Play the game until you arrive at the graphics you are interested in, then pause the game with Ctrl-P.

We can see the pots are using sprites 171 through about 174, let's just focus on 171. When the game was paused, the lua script dumped the tiles and palettes of all the currently in use sprites. Search that output for sprite 171, it will look like this:
Sprite: 171 at (0,592,416), 6 tiles tall tiles 2693 26c3 2710 2711 2288 2290palettes ea ea ea dd dd dd
This sprite is six tiles tall, and is using the tiles 2693
, 26c3
, etc. These are hex values btw.
Fire up a tile viewer
Now with the tile indexes in hand, you can find them in a tile viewer, such as my simple online one.
In this case, we need to load C1 and C2 into the tile viewer. We'll cover how to know which ROMs to load below. 2693
converted from hex to decimal is 9875
. So head to tile 9875 in the viewer, and there are the pots.

And there you go, you've located the tiles you were after.
How to know which C ROM pair to load in the viewer
C ROMs always come in pairs, so C1 and C2 hold one set of the game's tiles, C3 and C4 the next set, and so on.
You will need to know how many tiles are in a single pair for the game you are interested in. That can be determined by loading any pair from the game into the tile viewer, and seeing how many total tiles are in the pair, shown at the top. In the case of KOF98, each C ROM pair holds 131,072 tiles.
Take the tile index and divide it by this number, so in this case, 9875/131072
, which is 0.0753
, so that tells us this tile is in the first pair, C1 and C2. If the answer was say 2.348
, then the tile is located in the third pair, C5 and C6.

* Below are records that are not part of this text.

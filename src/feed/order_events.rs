//! Private order events feed
//!
//! Authenticated stream of order lifecycle records, grouped locally into
//! the fixed category buckets of [`OrderEventBook`]. The subscription can
//! be narrowed server-side with symbol/event-type/API-session filters.

use std::sync::atomic::{AtomicU64, Ordering};
use std::sync::Arc;

use serde_json::Map;
use tokio::sync::RwLock;
use tracing::warn;

use super::connection::{Connection, ConnectionHooks, ConnectionState, NoopHooks};
use crate::auth::Credential;
use crate::book::{OrderEvent, OrderEventBook, OrderEventKind};
use crate::config::Config;
use crate::decode::{decode_order_frame, OrderFeedFrame};
use crate::error::Result;

const ORDER_EVENTS_PATH: &str = "/v1/order/events";

/// Server-side subscription filters for the order events feed.
#[derive(Debug, Clone, Default, PartialEq, Eq, Hash)]
pub struct OrderEventFilters {
    pub symbols: Vec<String>,
    pub event_types: Vec<String>,
    pub api_sessions: Vec<String>,
}

impl OrderEventFilters {
    pub fn new() -> Self {
        Self::default()
    }

    pub fn symbols<I: IntoIterator<Item = S>, S: Into<String>>(mut self, symbols: I) -> Self {
        self.symbols = symbols.into_iter().map(Into::into).collect();
        self
    }

    pub fn event_types<I: IntoIterator<Item = S>, S: Into<String>>(mut self, types: I) -> Self {
        self.event_types = types.into_iter().map(Into::into).collect();
        self
    }

    pub fn api_sessions<I: IntoIterator<Item = S>, S: Into<String>>(mut self, sessions: I) -> Self {
        self.api_sessions = sessions.into_iter().map(Into::into).collect();
        self
    }

    /// Query string in the feed's repeated-parameter form, empty when no
    /// filter is set.
    pub fn query_string(&self) -> String {
        let mut params = Vec::new();
        for symbol in &self.symbols {
            params.push(format!("symbolFilter={symbol}"));
        }
        for event_type in &self.event_types {
            params.push(format!("eventTypeFilter={event_type}"));
        }
        for session in &self.api_sessions {
            params.push(format!("apiSessionFilter={session}"));
        }
        if params.is_empty() {
            String::new()
        } else {
            format!("?{}", params.join("&"))
        }
    }
}

/// Streaming client for `/v1/order/events`.
pub struct OrderEventsFeed {
    credential: Credential,
    book: Arc<RwLock<OrderEventBook>>,
    decode_failures: Arc<AtomicU64>,
    hooks: Arc<dyn ConnectionHooks>,
    conn: Connection,
}

impl OrderEventsFeed {
    /// An authenticated feed; requires credentials in the config.
    pub fn new(config: &Config, filters: OrderEventFilters) -> Result<Self> {
        Self::with_hooks(config, filters, Arc::new(NoopHooks))
    }

    pub fn with_hooks(
        config: &Config,
        filters: OrderEventFilters,
        hooks: Arc<dyn ConnectionHooks>,
    ) -> Result<Self> {
        let (api_key, api_secret) = config.credentials()?;
        Ok(Self::from_credential(
            Credential::new(api_key, api_secret),
            config,
            &filters,
            hooks,
        ))
    }

    pub(crate) fn from_credential(
        credential: Credential,
        config: &Config,
        filters: &OrderEventFilters,
        hooks: Arc<dyn ConnectionHooks>,
    ) -> Self {
        let url = format!(
            "{}{}{}",
            config.ws_endpoint,
            ORDER_EVENTS_PATH,
            filters.query_string()
        );
        Self {
            credential,
            book: Arc::new(RwLock::new(OrderEventBook::new())),
            decode_failures: Arc::new(AtomicU64::new(0)),
            hooks: hooks.clone(),
            conn: Connection::new(url, hooks),
        }
    }

    pub fn state(&self) -> ConnectionState {
        self.conn.state()
    }

    pub fn url(&self) -> &str {
        self.conn.url()
    }

    pub fn decode_failures(&self) -> u64 {
        self.decode_failures.load(Ordering::Relaxed)
    }

    /// Connect with signed upgrade headers and spawn the listen loop.
    /// The signature covers the request path, not the filter query.
    pub async fn start(&self) -> Result<()> {
        let signed = self.credential.sign_request(ORDER_EVENTS_PATH, Map::new());
        let book = self.book.clone();
        let failures = self.decode_failures.clone();
        let hooks = self.hooks.clone();

        self.conn
            .start(Some(signed), move |raw| {
                let book = book.clone();
                let failures = failures.clone();
                let hooks = hooks.clone();
                async move {
                    let frame = match decode_order_frame(&raw) {
                        Ok(frame) => frame,
                        Err(e) => {
                            failures.fetch_add(1, Ordering::Relaxed);
                            warn!(error = %e, "Failed to decode order events frame");
                            return;
                        }
                    };
                    let events = match frame {
                        OrderFeedFrame::Batch(events) => events,
                        OrderFeedFrame::Single(event) => vec![event],
                    };
                    let mut book = book.write().await;
                    for event in events {
                        if let Err(e) = book.route(event) {
                            // The category set is closed; report rather
                            // than silently drop.
                            failures.fetch_add(1, Ordering::Relaxed);
                            warn!(error = %e, "Unroutable order event");
                            hooks.on_error(&e);
                        }
                    }
                }
            })
            .await
    }

    /// Stop the listen loop and wait for it to exit.
    pub async fn close(&self) -> Result<()> {
        self.conn.close().await
    }

    /// Records recorded under one category, in arrival order.
    pub async fn events(&self, kind: OrderEventKind) -> Vec<OrderEvent> {
        self.book.read().await.events(kind).to_vec()
    }

    /// Total records across all categories.
    pub async fn len(&self) -> usize {
        self.book.read().await.len()
    }

    pub async fn is_empty(&self) -> bool {
        self.book.read().await.is_empty()
    }

    /// Remove the most recent record with this order id from a category.
    pub async fn remove_order(&self, kind: OrderEventKind, order_id: &str) -> Result<()> {
        self.book.write().await.remove_order(kind, order_id)
    }

    /// Re-empty all ten buckets. Idempotent.
    pub async fn reset(&self) {
        self.book.write().await.reset();
    }
}

#[cfg(test)]
mod tests {
    use super::*;
    use crate::config::Environment;

    fn config() -> Config {
        let mut config = Config::new(Environment::Production);
        config.api_key = Some("mykey".to_string());
        config.api_secret = Some("1234abcd".to_string());
        config
    }

    #[test]
    fn test_url_without_filters() {
        let feed = OrderEventsFeed::new(&config(), OrderEventFilters::new()).unwrap();
        assert_eq!(feed.url(), "wss://api.gemini.com/v1/order/events");
    }

    #[test]
    fn test_url_with_all_filters() {
        let filters = OrderEventFilters::new()
            .symbols(["btcusd", "ethusd"])
            .event_types(["accepted"])
            .api_sessions(["lVTsC8CfoxkbkHVBKjEu"]);
        let feed = OrderEventsFeed::new(&config(), filters).unwrap();
        assert_eq!(
            feed.url(),
            "wss://api.gemini.com/v1/order/events?\
             symbolFilter=btcusd&symbolFilter=ethusd&\
             eventTypeFilter=accepted&\
             apiSessionFilter=lVTsC8CfoxkbkHVBKjEu"
        );
    }

    #[test]
    fn test_requires_credentials() {
        let config = Config::new(Environment::Production);
        assert!(OrderEventsFeed::new(&config, OrderEventFilters::new()).is_err());
    }

    #[tokio::test]
    async fn test_buckets_empty_on_construction() {
        let feed = OrderEventsFeed::new(&config(), OrderEventFilters::new()).unwrap();
        assert!(feed.is_empty().await);
        for kind in OrderEventKind::ALL {
            assert!(feed.events(kind).await.is_empty());
        }
    }
}
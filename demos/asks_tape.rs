//! Follow BTC/USD trades where the maker was on the ask side, then stop
//! after one hundred trades and close the connection.

use std::time::Duration;

use anyhow::Result;
use gemini_client::{Config, MarketDataFeed, Side};

#[tokio::main]
async fn main() -> Result<()> {
    tracing_subscriber::fmt()
        .with_env_filter(tracing_subscriber::EnvFilter::from_default_env())
        .init();

    let config = Config::load()?;
    let feed = MarketDataFeed::new("btcusd", &config);
    feed.start().await?;

    let mut seen = 0;
    while seen < 100 {
        let trades = feed.trades().await;
        for trade in &trades[seen..] {
            if trade.maker_side == Side::Ask {
                println!("{}  {} @ {}", trade.timestamp, trade.amount, trade.price);
            }
        }
        seen = trades.len();
        tokio::time::sleep(Duration::from_millis(250)).await;
    }

    feed.close().await?;
    Ok(())
}
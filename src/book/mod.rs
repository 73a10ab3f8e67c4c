//! Local book state reconstructed from streaming events
//!
//! Holds the depth book (price level → remaining quantity), the trade
//! ledger, and the order-event buckets for the private feed.

mod depth;
mod market;
mod order_events;
mod trades;

pub use depth::DepthBook;
pub use market::{MarketBook, MarketBookSnapshot};
pub use order_events::{OrderEvent, OrderEventBook, OrderEventKind};
pub use trades::{TradeLedger, TradeRecord};

use rust_decimal::Decimal;
use serde::{Deserialize, Serialize};
use std::fmt;

/// Side of the book
#[derive(Debug, Clone, Copy, PartialEq, Eq, Serialize, Deserialize)]
#[serde(rename_all = "lowercase")]
pub enum Side {
    Bid,
    Ask,
}

impl fmt::Display for Side {
    fn fmt(&self, f: &mut fmt::Formatter<'_>) -> fmt::Result {
        match self {
            Side::Bid => write!(f, "bid"),
            Side::Ask => write!(f, "ask"),
        }
    }
}

/// A single price level in the depth book
#[derive(Debug, Clone, PartialEq, Eq, Serialize, Deserialize)]
pub struct Level {
    pub price: Decimal,
    pub remaining: Decimal,
}
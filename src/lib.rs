//! Gemini exchange client
//!
//! This crate wraps Gemini's public and private REST endpoints and its
//! two streaming feeds. The market data feed reconstructs a local depth
//! book and trade ledger from sequence-numbered delta events; the order
//! events feed groups order lifecycle records into fixed category
//! buckets. Each feed owns one persistent connection with a spawned
//! listen loop as the sole writer of its book.

pub mod auth;
pub mod book;
pub mod config;
pub mod decode;
pub mod error;
pub mod export;
pub mod feed;
pub mod rest;

pub use auth::{Credential, SignedRequest};
pub use book::{
    DepthBook, Level, MarketBook, MarketBookSnapshot, OrderEvent, OrderEventBook, OrderEventKind,
    Side, TradeLedger, TradeRecord,
};
pub use config::{Config, Environment};
pub use error::{GeminiError, Result};
pub use feed::{
    ConnectionHooks, ConnectionState, MarketDataFeed, MarketDataRegistry, NoopHooks,
    OrderEventFilters, OrderEventsFeed, OrderEventsRegistry,
};
pub use rest::{PrivateClient, PublicClient};
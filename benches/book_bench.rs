//! Benchmarks for book reconstruction

use criterion::{black_box, criterion_group, criterion_main, Criterion};
use gemini_client::decode::{decode_market_message, MarketMessage};
use gemini_client::MarketBook;

fn change_frame(sequence: u64, price: u64, remaining: &str) -> MarketMessage {
    decode_market_message(&format!(
        r#"{{"type": "update", "eventId": {sequence}, "socket_sequence": {sequence},
            "timestamp": 1512076260, "timestampms": 1512076260185,
            "events": [{{"type": "change", "price": "{price}.50", "side": "bid",
                         "reason": "place", "remaining": "{remaining}"}}]}}"#
    ))
    .expect("static frame decodes")
}

fn trade_frame(sequence: u64, price: u64) -> MarketMessage {
    decode_market_message(&format!(
        r#"{{"type": "update", "eventId": {sequence}, "socket_sequence": {sequence},
            "timestamp": 1512076268, "timestampms": 1512076268486,
            "events": [{{"type": "trade", "tid": {sequence}, "price": "{price}.40",
                         "amount": "0.3865", "makerSide": "ask"}},
                       {{"type": "change", "price": "{price}.40", "side": "ask",
                         "reason": "trade", "remaining": "1.7439", "delta": "-0.3865"}}]}}"#
    ))
    .expect("static frame decodes")
}

fn benchmark_apply_changes(c: &mut Criterion) {
    let frames: Vec<MarketMessage> = (1..=100)
        .map(|i| change_frame(i, 9500 + i, "1.5"))
        .collect();

    c.bench_function("apply_change_100_levels", |b| {
        b.iter(|| {
            let mut book = MarketBook::new();
            for frame in &frames {
                book.apply(black_box(frame));
            }
            book
        })
    });
}

fn benchmark_apply_trades(c: &mut Criterion) {
    let frames: Vec<MarketMessage> = (1..=100).map(|i| trade_frame(i, 9600 + i)).collect();

    c.bench_function("apply_trade_100_frames", |b| {
        b.iter(|| {
            let mut book = MarketBook::new();
            for frame in &frames {
                book.apply(black_box(frame));
            }
            book
        })
    });
}

fn benchmark_best_prices(c: &mut Criterion) {
    let mut book = MarketBook::new();
    for i in 1..=100 {
        book.apply(&change_frame(i, 9500 + i, "1.5"));
    }

    c.bench_function("best_bid_100_levels", |b| {
        b.iter(|| black_box(&book).best_bid())
    });
}

criterion_group!(
    benches,
    benchmark_apply_changes,
    benchmark_apply_trades,
    benchmark_best_prices
);
criterion_main!(benches);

If you load the third pair into the viewer, it will show the first tile as 0
. This is because the tile viewer is just considering that single pair, and not that it's part of larger set. The tile index you got from the game is for the entire tile set across all pairs however.
Let's say you got tile index 215,200 from the game, doing 215200/131072
gives us 1.641
, so we know we are interested in the second pair, C3 and C4. Once that pair is loaded into the viewer, the index you need to locate is 215200 % 131072
(modulus operator), which is 84128
. So head to tile 84128 in the tile viewer and that is your tile.